It means that God exists as a pure and perfect spirit being, not having size or dimensions. Thus, the very nature of his existence is the ultimate existence, far superior to and totally different from anything he has created.
Emery Bancroft defines God’s Spirit nature more precisely: God as Spirit is incorporeal, invisible, without material substance, without physical parts or passions and therefore free from all temporal limitations. (Elemental Theology, p. 23) Some have been disturbed as they compare these statements with certain Old Testament expressions that speak of God’s arms (Deut 33:27), his eyes (Ps 33:18), his ears (2 Kgs 19:16), and his mouth (Isa 58:14). However, these terms are simply anthropomorphic expressions, terms used to explain some function or characteristic of God by using words descriptive of human elements. Robert Lightner connects God’s Spirit nature to these Old Testament descriptions:
Such expressions do not mean that God possesses these physical parts.
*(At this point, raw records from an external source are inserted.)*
//! Inner-product kernels
//!
//! Explicit SIMD for aarch64 (NEON) and x86_64 (AVX2+FMA, detected at runtime),
//! with a scalar fallback that LLVM auto-vectorizes.
//!
//! The index ranks by raw inner product. For unit vectors that is cosine
//! similarity, so callers who want cosine ranking normalize before inserting
//! and before querying:
//! ```text
//! cos(θ) = A · B  when ||A|| = ||B|| = 1
//! ```

// ============================================================================
// aarch64 NEON
// ============================================================================

/// NEON dot product, 4 lanes per iteration
#[cfg(target_arch = "aarch64")]
#[inline(always)]
unsafe fn dot_product_neon(a: &[f32], b: &[f32]) -> f32 {
    use std::arch::aarch64::*;

    let n = a.len();
    let chunks = n / 4;

    let mut acc = vdupq_n_f32(0.0);
    let a_ptr = a.as_ptr();
    let b_ptr = b.as_ptr();

    for i in 0..chunks {
        let va = vld1q_f32(a_ptr.add(i * 4));
        let vb = vld1q_f32(b_ptr.add(i * 4));
        acc = vfmaq_f32(acc, va, vb);
    }

    let mut sum = vaddvq_f32(acc);
    for i in chunks * 4..n {
        sum += a[i] * b[i];
    }
    sum
}

// ============================================================================
// x86_64 AVX2+FMA
// ============================================================================

/// AVX2+FMA dot product, 8 lanes per iteration (unaligned loads)
#[cfg(target_arch = "x86_64")]
#[target_feature(enable = "avx2,fma")]
#[inline]
unsafe fn dot_product_avx2(a: &[f32], b: &[f32]) -> f32 {
    use std::arch::x86_64::*;

    let n = a.len();
    let chunks = n / 8;

    let mut acc = _mm256_setzero_ps();
    let a_ptr = a.as_ptr();
    let b_ptr = b.as_ptr();

    for i in 0..chunks {
        let va = _mm256_loadu_ps(a_ptr.add(i * 8));
        let vb = _mm256_loadu_ps(b_ptr.add(i * 8));
        acc = _mm256_fmadd_ps(va, vb, acc);
    }

    // 8 lanes -> 1
    let hi = _mm256_extractf128_ps(acc, 1);
    let lo = _mm256_castps256_ps128(acc);
    let sum128 = _mm_add_ps(lo, hi);
    let shuf = _mm_movehdup_ps(sum128);
    let sums = _mm_add_ps(sum128, shuf);
    let shuf2 = _mm_movehl_ps(sums, sums);
    let mut sum = _mm_cvtss_f32(_mm_add_ss(sums, shuf2));

    for i in chunks * 8..n {
        sum += a[i] * b[i];
    }
    sum
}

// ============================================================================
// Scalar fallback
// ============================================================================

#[inline(always)]
fn dot_product_scalar(a: &[f32], b: &[f32]) -> f32 {
    a.iter().zip(b).map(|(x, y)| x * y).sum()
}

// ============================================================================
// Public dispatch
// ============================================================================

/// Inner product of two equal-length vectors.
///
/// Length agreement is the caller's contract; the index checks dimensions
/// before any vector reaches this function.
#[inline(always)]
pub fn dot_product(a: &[f32], b: &[f32]) -> f32 {
    debug_assert_eq!(a.len(), b.len(), "Vector length mismatch");

    #[cfg(target_arch = "aarch64")]
    {
        // NEON is baseline on aarch64
        return unsafe { dot_product_neon(a, b) };
    }

    #[cfg(target_arch = "x86_64")]
    {
        if is_x86_feature_detected!("avx2") && is_x86_feature_detected!("fma") {
            return unsafe { dot_product_avx2(a, b) };
        }
    }

    #[allow(unreachable_code)]
    dot_product_scalar(a, b)
}

/// Squared Euclidean norm, `v · v`
#[inline]
pub fn norm_squared(v: &[f32]) -> f32 {
    dot_product(v, v)
}

/// L2 normalize a vector in place. Zero vectors are left untouched.
pub fn l2_normalize(v: &mut [f32]) {
    let norm = norm_squared(v).sqrt();
    if norm > f32::EPSILON {
        for x in v.iter_mut() {
            *x /= norm;
        }
    }
}

/// L2 normalize a vector, returning a new vector
pub fn l2_normalized(v: &[f32]) -> Vec<f32> {
    let mut out = v.to_vec();
    l2_normalize(&mut out);
    out
}

/// Whether `v` has unit length within `tolerance`
#[inline]
pub fn is_normalized(v: &[f32], tolerance: f32) -> bool {
    (norm_squared(v) - 1.0).abs() < tolerance
}
use rand::rngs::StdRng;
use rand::{Rng, SeedableRng};
use tempfile::tempdir;

use nearsight::format;
use nearsight::{OpenMode, OpenOptions, SimilarityIndex};

const DIM: usize = 16;

fn random_vectors(seed: u64, n: usize) -> Vec<Vec<f32>> {
    let mut rng = StdRng::seed_from_u64(seed);
    (0..n)
        .map(|_| (0..DIM).map(|_| rng.gen::<f32>() * 2.0 - 1.0).collect())
        .collect()
}

#[test]
fn persist_then_open_restores_vectors_bit_exact() {
    let dir = tempdir().unwrap();
    let path = dir.path().join("roundtrip.nsx");
    let vectors = random_vectors(7, 200);

    {
        let mut index = SimilarityIndex::open(&path, DIM).unwrap();
        index.add(&vectors[..50]).unwrap();
        index.append(&vectors[50..]).unwrap();
        index.persist().unwrap();
    }

    let reopened = SimilarityIndex::open(&path, DIM).unwrap();
    assert_eq!(reopened.dim(), DIM);
    assert_eq!(reopened.len(), vectors.len());
    for (id, expected) in vectors.iter().enumerate() {
        let stored = reopened.vectors().get(id).unwrap();
        let a: Vec<u32> = stored.iter().map(|f| f.to_bits()).collect();
        let b: Vec<u32> = expected.iter().map(|f| f.to_bits()).collect();
        assert_eq!(a, b, "vector {id} changed across persist/open");
    }
}

#[test]
fn reopened_index_answers_like_the_original() {
    let dir = tempdir().unwrap();
    let path = dir.path().join("answers.nsx");
    let vectors = random_vectors(11, 64);
    let queries = random_vectors(12, 8);

    let mut index = SimilarityIndex::open(&path, DIM).unwrap();
    index.add(&vectors).unwrap();
    let before: Vec<_> = queries.iter().map(|q| index.search(q, 5).unwrap()).collect();
    drop(index);

    let opts = OpenOptions::new().mode(OpenMode::LoadExisting);
    let reopened = SimilarityIndex::open_with(&path, DIM, opts).unwrap();
    for (q, expected) in queries.iter().zip(&before) {
        assert_eq!(&reopened.search(q, 5).unwrap(), expected);
    }
}

#[test]
fn ids_continue_after_reopen() {
    let dir = tempdir().unwrap();
    let path = dir.path().join("ids.nsx");

    let mut index = SimilarityIndex::open(&path, 2).unwrap();
    index.add(&[[1.0f32, 0.0], [0.0, 1.0]]).unwrap();
    drop(index);

    let mut index = SimilarityIndex::open(&path, 2).unwrap();
    assert_eq!(index.add(&[[0.6f32, 0.8]]).unwrap(), 2..3);

    let hits = index.search(&[0.6, 0.8], 1).unwrap();
    assert_eq!(hits.ids, vec![2]);
}

#[test]
fn missing_path_creates_usable_persisted_index() {
    let dir = tempdir().unwrap();
    let path = dir.path().join("new.nsx");
    assert!(!path.exists());

    let mut index = SimilarityIndex::open(&path, 4).unwrap();
    assert!(path.exists());
    let on_disk = format::read_index(&path).unwrap();
    assert_eq!((on_disk.dim, on_disk.count), (4, 0));

    index.add(&[[0.0f32, 0.0, 0.0, 1.0]]).unwrap();
    let hits = index.search(&[0.0, 0.0, 0.0, 1.0], 3).unwrap();
    assert_eq!(hits.ids, vec![0]);
    assert_eq!(hits.scores, vec![1.0]);
}

#[test]
fn no_temp_file_left_behind() {
    let dir = tempdir().unwrap();
    let path = dir.path().join("clean.nsx");

    let mut index = SimilarityIndex::open(&path, 3).unwrap();
    for i in 0..5 {
        index.add(&[[i as f32, 1.0, 0.0]]).unwrap();
    }

    let names: Vec<_> = std::fs::read_dir(dir.path())
        .unwrap()
        .map(|e| e.unwrap().file_name().into_string().unwrap())
        .collect();
    assert_eq!(names, vec!["clean.nsx".to_string()]);
}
He is Spirit (John 4:24). Rather, they mean since God is Spirit and eternal, He is capable of doing precisely the functions which are performed by these physical properties in man. (The God of the Bible, p. 67)
It does not imply God is made of pure thought or energy, or of vapor, steam, space or air. It does not imply God consists of some exotic and unknown refined or radically altered form of either matter or antimatter.